07 July 2008

Hatun adventure!

Today was one hell of a day. Sam, the director, had this idea to have groups of students with their staff members walk from our town, Cangahua, down to the Hacienda Guachalá... a several-mile walk that, supposedly, was to be entirely downhill. The stipulation: we couldn´t use the road. We were one map short of the number of groups, and of course, I ended up with the short straw. Sam and myself served as our group´s map, and we decided to take the high road out of Cangahua to the top of the near mountain to ensure our continued downhill trek from then on. We also wanted to bring the students by the Inka watchtower we stumbled onto last year. We started out by finding a new archaeological site, a likely pre-Inka settlement with surface scatter of pottery sherds and obsidian and some possible terracing leading down to the river. About a hundred meters away, we found another small site with colonial pottery pieces and ceramic roof tiles.

We continued hiking along the ridge, around some farmland and an abandoned bullfight ring, through a small eucalyptus forest and found our first hiccup in the form of a huge gorge. Our gut decision was right, and we found the beginning of it and avoided falling down into it only to climb back up.

On the other side, we found more footpaths that led us to a small farm, where we introduced ourselves and verified that we were walking the right direction. They said yes, to follow the road up the hill. The road promptly ended at a sharp drop off. Unable to find a way out that didn´t involve backtracking a mile or so, we went down the side of the mountain in search of trails. After two false trails and having to slide down a patch of dirt on my butt that was too crumbly to walk on, we finally came across an old abandoned road. The road led us to another path, which took us down below the forest to face another mountain across a small river.

We noticed another of our groups across the gorge and called out to them to make sure that our path actually went somewhere, but they shouted back that it was washed out, but that there was a bridge at the bottom of the mountain to our left. We made our way down and found the bridge they described, held up by two logs, with a decent-sized hole at one end, and with a 20-30 foot drop before hitting the river. Left with no other choice, we crossed safely, documented the damn thing with photos to prove what we´d done, and moved on.

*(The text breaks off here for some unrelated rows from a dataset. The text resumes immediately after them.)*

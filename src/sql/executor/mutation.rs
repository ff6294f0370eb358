use tracing::debug;

use crate::{
    error::{Error, Result},
    sql::{executor::ResultSet, types::Filter},
    storage::table::Table,
};

use super::Executor;

/// UPDATE executor
pub struct Update {
    /// (column index, new value) pairs
    assignments: Vec<(usize, String)>,
    filter: Option<Filter>,
    wait: bool,
}

impl Update {
    pub fn new(
        table: &Table,
        columns: &[String],
        values: &[String],
        filter: Option<Filter>,
        wait: bool,
    ) -> Result<Box<Self>> {
        if columns.len() != values.len() {
            return Err(Error::Parse(format!(
                "{} columns but {} values to update",
                columns.len(),
                values.len()
            )));
        }
        let assignments = columns
            .iter()
            .zip(values)
            .map(|(col, value)| -> Result<(usize, String)> {
                Ok((table.column_index(col)?, value.clone()))
            })
            .collect::<Result<Vec<_>>>()?;
        Ok(Box::new(Self {
            assignments,
            filter,
            wait,
        }))
    }
}

impl Executor for Update {
    fn execute(self: Box<Self>, table: &Table) -> Result<ResultSet> {
        loop {
            let seen = table.version()?;
            let mut count = 0;
            for row in table.rows() {
                // Match and write under one acquisition, so no other query
                // sees the row half-updated
                let mut values = row.lock()?;
                if Filter::matches(self.filter.as_ref(), &values) {
                    for (i, value) in &self.assignments {
                        values[*i] = value.clone();
                    }
                    count += 1;
                }
            }

            if count > 0 {
                // Wake every waiter on this table, whatever it waits for
                table.notify_changed()?;
                return Ok(ResultSet::Update { count });
            }
            if !self.wait {
                return Ok(ResultSet::Update { count });
            }
            debug!("update matched no rows, waiting for table change");
            table.wait_for_change(seen)?;
        }
    }
}

/// INSERT executor, not implemented: always fails without touching the table
pub struct Insert;

impl Insert {
    pub fn new() -> Box<Self> {
        Box::new(Self)
    }
}

impl Executor for Insert {
    fn execute(self: Box<Self>, _table: &Table) -> Result<ResultSet> {
        Err(Error::Unsupported("insert is not yet implemented.".into()))
    }
}

/// DELETE executor, not implemented: always fails without touching the table
pub struct Delete;

impl Delete {
    pub fn new() -> Box<Self> {
        Box::new(Self)
    }
}

impl Executor for Delete {
    fn execute(self: Box<Self>, _table: &Table) -> Result<ResultSet> {
        Err(Error::Unsupported("delete is not yet implemented.".into()))
    }
}

#[cfg(test)]
mod tests {
    use std::{
        sync::{Arc, mpsc},
        thread,
        time::Duration,
    };

    use super::{Delete, Insert, Update};
    use crate::{
        error::{Error, Result},
        sql::{
            executor::{Executor, ResultSet, Select},
            types::{Comparator, Filter},
        },
        storage::{csv, table::Table},
    };

    fn table() -> Result<Table> {
        csv::load("id,a,b\n1,0,0\n2,0,0\n3,0,0\n".as_bytes())
    }

    fn names(cols: &[&str]) -> Vec<String> {
        cols.iter().map(|c| c.to_string()).collect()
    }

    #[test]
    fn test_update_with_filter() -> Result<()> {
        let t = table()?;
        let filter = Filter::new(0, Comparator::GreaterThanOrEqual, "2");
        let rs = Update::new(&t, &names(&["b", "a"]), &names(&["y", "x"]), Some(filter), false)?
            .execute(&t)?;
        assert_eq!(rs, ResultSet::Update { count: 2 });
        assert_eq!(
            t.snapshot()?,
            vec![
                names(&["1", "0", "0"]),
                names(&["2", "x", "y"]),
                names(&["3", "x", "y"]),
            ]
        );
        assert_eq!(t.version()?, 1);
        Ok(())
    }

    #[test]
    fn test_update_no_match_without_wait() -> Result<()> {
        let t = table()?;
        let filter = Filter::new(0, Comparator::Equal, "9");
        let rs = Update::new(&t, &names(&["a"]), &names(&["x"]), Some(filter), false)?.execute(&t)?;
        assert_eq!(rs.to_string(), "0 row(s) updated.\n");
        // No change, no broadcast
        assert_eq!(t.version()?, 0);
        Ok(())
    }

    #[test]
    fn test_update_errors() -> Result<()> {
        let t = table()?;
        assert!(matches!(
            Update::new(&t, &names(&["c"]), &names(&["x"]), None, false),
            Err(Error::NotFound(_))
        ));
        assert!(matches!(
            Update::new(&t, &names(&["a", "b"]), &names(&["x"]), None, false),
            Err(Error::Parse(_))
        ));
        Ok(())
    }

    #[test]
    fn test_update_wait_chain() -> Result<()> {
        // A waiting update moves a job from "ready" to "taken" once it is ready
        let t = Arc::new(csv::load("id,status\n1,new\n".as_bytes())?);
        let (tx, rx) = mpsc::channel();
        let waiter = {
            let t = t.clone();
            thread::spawn(move || {
                let filter = Filter::new(1, Comparator::Equal, "ready");
                let rs = Update::new(&t, &names(&["status"]), &names(&["taken"]), Some(filter), true)
                    .and_then(|update| update.execute(&t));
                let _ = tx.send(rs);
            })
        };
        assert!(rx.recv_timeout(Duration::from_millis(200)).is_err());

        Update::new(&t, &names(&["status"]), &names(&["ready"]), None, false)?.execute(&t)?;
        let rs = rx.recv_timeout(Duration::from_secs(5)).expect("waiter not woken")?;
        assert_eq!(rs, ResultSet::Update { count: 1 });
        assert_eq!(t.snapshot()?, vec![names(&["1", "taken"])]);
        waiter.join().unwrap();
        Ok(())
    }

    #[test]
    fn test_rows_never_half_updated() -> Result<()> {
        let t = Arc::new(table()?);
        let writer = {
            let t = t.clone();
            thread::spawn(move || -> Result<()> {
                for i in 1..=500 {
                    let v = i.to_string();
                    Update::new(&t, &names(&["a", "b"]), &[v.clone(), v], None, false)?
                        .execute(&t)?;
                }
                Ok(())
            })
        };
        let readers: Vec<_> = (0..4)
            .map(|_| {
                let t = t.clone();
                thread::spawn(move || -> Result<()> {
                    for _ in 0..500 {
                        let rs = Select::new(&t, &names(&["a", "b"]), None, false)?.execute(&t)?;
                        let ResultSet::Select { rows, .. } = rs else {
                            panic!("expected select result");
                        };
                        for row in rows {
                            assert_eq!(row[0], row[1], "half-updated row observed");
                        }
                    }
                    Ok(())
                })
            })
            .collect();

        writer.join().unwrap()?;
        for r in readers {
            r.join().unwrap()?;
        }
        assert!(t.snapshot()?.iter().all(|r| r[1] == "500" && r[2] == "500"));
        Ok(())
    }

    #[test]
    fn test_insert_delete_unsupported() -> Result<()> {
        let t = table()?;
        let before = t.snapshot()?;
        assert_eq!(
            Insert::new().execute(&t),
            Err(Error::Unsupported("insert is not yet implemented.".into()))
        );
        assert_eq!(
            Delete::new().execute(&t),
            Err(Error::Unsupported("delete is not yet implemented.".into()))
        );
        assert_eq!(t.snapshot()?, before);
        assert_eq!(t.version()?, 0);
        Ok(())
    }
}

I´m sorry to leave you hanging like this, but dinner starts soon and I refuse to miss it. I´ll continue the story as soon as I can.
Hope all is well back at home.

2 comments:

Leta said...

Don't apologize for cliffhangers - milk it, baby, milk it!

.... Taken out of context, that ended up sounding a lot dirtier than I'd intended. Sorry.

Also, you should post some pictures of your adventures here.

Also also, the word verification thing the computer is making me do to leave this comment is "wocmnrlk," which I thought you'd enjoy.

adayag said...

pictures!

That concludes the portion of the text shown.